Cere sat in the cockpit.
Her turn to keep watch, she preferred her usual place at the navigator's chair rather than the pilot's seat. Eye's half open and in a state of semi-meditation, she listened to the endless droning of imperial chatter.
Focused on the mindless babble between an Imperial garrison in Plateau City and a cruiser near the edge of the system, Cere almost didn't catch a small movement that came from beyond the viewport.
But she did, and when she turned to look at the disturbance more fully, her heart skipped a beat.
Like an omen on death, a bulbus probe droid with its dangling insect-like arms hovered at the edge of the clearing.
"Guys!" Cere suddenly half stood from her chair in surprise, shouting as she went, "We have to go! Now!"
.***.***.***.***.
Only moments after he ended Trilla's call, Cal arrived at the landing platform near the edge of town.
Abuzz with tense energy, he found two TIEs and the lambda shuttle that had brought them to the town. Seven of the eight purgetroopers sat in the shuttle, one presumably in a TIE.
"Get in the shuttle." Trilla told Cal, standing atop the other fightercraft and ready to drop into the pilot's seat, "move in after I down the Mantis."
Clenching his jaw at the idea of listening to Trilla, he hesitated.
Climbing into her own ship, she didn't have time for the debate, "We have less than six hours before they have an easy escape. I'm sure they'll try to flee Kaller before then. Move."
Watching the Second Sister drop into the TIE and close the hatch behind her before he had time to reply, Cal stuttered a step before rushing into the lambda shuttle.
.***.***.***.***.
A horrible jolt and thud rippled through the Mantis, quickly followed by a chorus of screaming alarms.

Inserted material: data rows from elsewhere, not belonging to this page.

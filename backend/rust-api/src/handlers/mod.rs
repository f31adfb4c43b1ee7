use axum::{
    extract::{Request, State},
    http::{header, HeaderMap, StatusCode},
    middleware::Next,
    response::{IntoResponse, Response},
    Json,
};
use base64::{engine::general_purpose, Engine as _};
use serde_json::json;
use std::future::Future;
use std::sync::Arc;
use std::time::Duration;

use crate::error::{QuizError, StoreError};
use crate::metrics;
use crate::services::AppState;

const DEFAULT_METRICS_AUTH: &str = "admin:changeme";

impl IntoResponse for QuizError {
    fn into_response(self) -> Response {
        let status = match &self {
            QuizError::CatalogEmpty => StatusCode::SERVICE_UNAVAILABLE,
            QuizError::UserNotFound(_) | QuizError::QuestionNotFound(_) => StatusCode::NOT_FOUND,
            QuizError::ConcurrentStateConflict(_) => StatusCode::CONFLICT,
            QuizError::Storage(_) => StatusCode::INTERNAL_SERVER_ERROR,
        };

        let message = match &self {
            QuizError::Storage(e) => {
                tracing::error!("Storage failure: {:#}", e);
                "Internal storage error".to_string()
            }
            other => other.to_string(),
        };

        (
            status,
            Json(json!({
                "message": message,
                "status": status.as_u16()
            })),
        )
            .into_response()
    }
}

pub async fn health_check(State(state): State<Arc<AppState>>) -> impl IntoResponse {
    let mut dependencies = serde_json::Map::new();
    let checks = [
        ("session_store", state.store.kind(), check_dependency(state.store.ping()).await),
        ("catalog", state.catalog.kind(), check_dependency(state.catalog.ping()).await),
        (
            "leaderboard",
            state.leaderboard.kind(),
            check_dependency(state.leaderboard.ping()).await,
        ),
    ];

    let mut all_healthy = true;
    for (name, backend, outcome) in checks {
        let mut result = serde_json::Map::new();
        result.insert("backend".to_string(), json!(backend));
        match outcome {
            Ok(()) => {
                result.insert("status".to_string(), json!("healthy"));
            }
            Err(error) => {
                all_healthy = false;
                result.insert("status".to_string(), json!("unhealthy"));
                result.insert("error".to_string(), json!(error));
            }
        }
        dependencies.insert(name.to_string(), serde_json::Value::Object(result));
    }

    let (status_code, status) = if all_healthy {
        (StatusCode::OK, "healthy")
    } else {
        (StatusCode::SERVICE_UNAVAILABLE, "degraded")
    };

    (
        status_code,
        Json(json!({
            "status": status,
            "service": "adaptive-quiz-api",
            "version": env!("CARGO_PKG_VERSION"),
            "dependencies": dependencies
        })),
    )
}

async fn check_dependency<F>(ping: F) -> Result<(), String>
where
    F: Future<Output = Result<(), StoreError>>,
{
    match tokio::time::timeout(Duration::from_secs(1), ping).await {
        Ok(Ok(())) => Ok(()),
        Ok(Err(e)) => Err(e.to_string()),
        Err(_) => Err("timeout after 1s".to_string()),
    }
}

pub async fn metrics_handler() -> impl IntoResponse {
    match metrics::render_metrics() {
        Ok(metrics_text) => (StatusCode::OK, metrics_text),
        Err(e) => (
            StatusCode::INTERNAL_SERVER_ERROR,
            format!("Failed to render metrics: {}", e),
        ),
    }
}

/// Protects /metrics with HTTP Basic auth against `metrics.auth` ("user:password").
pub async fn metrics_auth_middleware(
    State(state): State<Arc<AppState>>,
    headers: HeaderMap,
    request: Request,
    next: Next,
) -> Result<Response, StatusCode> {
    let auth_header = headers
        .get(header::AUTHORIZATION)
        .and_then(|v| v.to_str().ok())
        .ok_or(StatusCode::UNAUTHORIZED)?;

    let encoded = auth_header
        .strip_prefix("Basic ")
        .ok_or(StatusCode::UNAUTHORIZED)?;
    let decoded = general_purpose::STANDARD
        .decode(encoded)
        .map_err(|_| StatusCode::UNAUTHORIZED)?;
    let credentials = String::from_utf8(decoded).map_err(|_| StatusCode::UNAUTHORIZED)?;

    let expected = state
        .config
        .metrics_auth
        .as_deref()
        .unwrap_or(DEFAULT_METRICS_AUTH);
    if credentials != expected {
        return Err(StatusCode::UNAUTHORIZED);
    }

    Ok(next.run(request).await)
}

pub mod leaderboard;
pub mod quiz;
pub mod users;
use axum::{extract::State, http::StatusCode, response::IntoResponse, Json};
use std::sync::Arc;

use crate::error::QuizError;
use crate::extractors::AppQuery;
use crate::models::LeaderboardQuery;
use crate::services::AppState;

pub async fn get_leaderboard(
    State(state): State<Arc<AppState>>,
    AppQuery(query): AppQuery<LeaderboardQuery>,
) -> Result<impl IntoResponse, QuizError> {
    let standings = state.leaderboard_service().standings(query.limit).await?;
    Ok((StatusCode::OK, Json(standings)))
}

Fin swiveling and keeping the ship from dipping into an uncontrolled spin, Greez had barely managed to clear a canyon wall before the two TIEs that had chased them almost around the entire planet came screaming across the horizon.

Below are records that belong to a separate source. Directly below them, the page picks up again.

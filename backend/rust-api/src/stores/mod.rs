//! Storage collaborators consumed by the quiz services.
//!
//! Services only see these traits; the process bootstrap decides whether the
//! MongoDB/Redis implementations or the in-memory ones are wired in.

use async_trait::async_trait;

use crate::error::StoreError;
use crate::models::{
    AnswerRecord, Board, LeaderboardEntry, Question, QuestionFilter, RankedEntry,
    UserSessionState,
};

pub mod memory;
pub mod mongo;
pub mod redis_leaderboard;

pub use memory::{MemoryCatalog, MemoryLeaderboard, MemorySessionStore};
pub use mongo::{MongoCatalog, MongoSessionStore};
pub use redis_leaderboard::RedisLeaderboard;

#[async_trait]
pub trait QuestionCatalog: Send + Sync {
    /// Backend label used in health output.
    fn kind(&self) -> &'static str;

    async fn ping(&self) -> Result<(), StoreError>;

    /// All questions matching `filter`, in no particular order.
    async fn query(&self, filter: &QuestionFilter) -> Result<Vec<Question>, StoreError>;

    async fn find(&self, question_id: &str) -> Result<Option<Question>, StoreError>;

    async fn count(&self) -> Result<u64, StoreError>;

    async fn insert_many(&self, questions: Vec<Question>) -> Result<usize, StoreError>;
}

#[async_trait]
pub trait SessionStore: Send + Sync {
    fn kind(&self) -> &'static str;

    async fn ping(&self) -> Result<(), StoreError>;

    async fn get_user_state(&self, user_id: &str) -> Result<Option<UserSessionState>, StoreError>;

    /// Inserts `state` unless the user already exists; returns whatever is stored.
    async fn create_user_state(
        &self,
        state: UserSessionState,
    ) -> Result<UserSessionState, StoreError>;

    /// Replaces the stored state. With `expected_version`, fails with
    /// `StoreError::Conflict` when the stored version differs.
    async fn commit_user_state(
        &self,
        state: &UserSessionState,
        expected_version: Option<u64>,
    ) -> Result<(), StoreError>;

    async fn find_answer_record(
        &self,
        user_id: &str,
        question_id: &str,
    ) -> Result<Option<AnswerRecord>, StoreError>;

    /// Atomically stores the graded state and its answer record. Either both
    /// are written or neither: `AlreadyExists` when a record for the pair is
    /// present, `Conflict` when the state moved past `expected_version`.
    async fn commit_grading(
        &self,
        state: &UserSessionState,
        expected_version: u64,
        record: &AnswerRecord,
    ) -> Result<(), StoreError>;
}

#[async_trait]
pub trait Leaderboard: Send + Sync {
    fn kind(&self) -> &'static str;

    async fn ping(&self) -> Result<(), StoreError>;

    async fn upsert(&self, username: &str, score: u64, streak: u32) -> Result<(), StoreError>;

    /// Highest values first.
    async fn top(&self, board: Board, limit: usize) -> Result<Vec<RankedEntry>, StoreError>;

    /// Top scorers joined with their current streak.
    async fn top_with_streaks(&self, limit: usize) -> Result<Vec<LeaderboardEntry>, StoreError>;
}
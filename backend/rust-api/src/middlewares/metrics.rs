use axum::{extract::Request, middleware::Next, response::Response};
use std::time::Instant;

use crate::metrics::{HTTP_REQUESTS_TOTAL, HTTP_REQUEST_DURATION_SECONDS};

/// Records request count and latency per method, normalized path and status.
pub async fn metrics_middleware(req: Request, next: Next) -> Response {
    let start = Instant::now();
    let method = req.method().to_string();
    let path = normalize_path(req.uri().path());

    let response = next.run(req).await;

    let duration = start.elapsed().as_secs_f64();
    let status = response.status().as_u16().to_string();

    HTTP_REQUESTS_TOTAL
        .with_label_values(&[&method, &path, &status])
        .inc();
    HTTP_REQUEST_DURATION_SECONDS
        .with_label_values(&[&method, &path])
        .observe(duration);

    response
}

/// Collapses user ids in `/users/{user_id}/...` so label cardinality stays
/// bounded by the route table, not by the user base.
fn normalize_path(path: &str) -> String {
    let mut normalized = Vec::new();
    let mut previous = "";

    for segment in path.split('/') {
        if previous == "users" && !segment.is_empty() {
            normalized.push("{user_id}");
        } else if is_uuid_like(segment) || is_numeric_id(segment) {
            normalized.push("{id}");
        } else {
            normalized.push(segment);
        }
        previous = segment;
    }

    normalized.join("/")
}

fn is_uuid_like(s: &str) -> bool {
    s.len() == 36 && s.chars().all(|c| c.is_ascii_hexdigit() || c == '-')
}

fn is_numeric_id(s: &str) -> bool {
    !s.is_empty() && s.chars().all(|c| c.is_ascii_digit())
}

Having tried desperately to make it to a window of escape from Kaller's gravity well, the Mantis' every attempt to break the atmosphere had been interrupted be the pursuing TIEs
And now Greez was left to yank the yoke to the side as the Mantis buckled midair, barely managing to thread the craft between a narrow mountain pass.
But he knew he couldn't keep this up. Loosing altitude by the second, his only hope was to drop the Mantis somewhere the TIEs couldn't follow.
"We're going down!" Greez shouted the words no pilot ever wants to utter, "Hold tight!"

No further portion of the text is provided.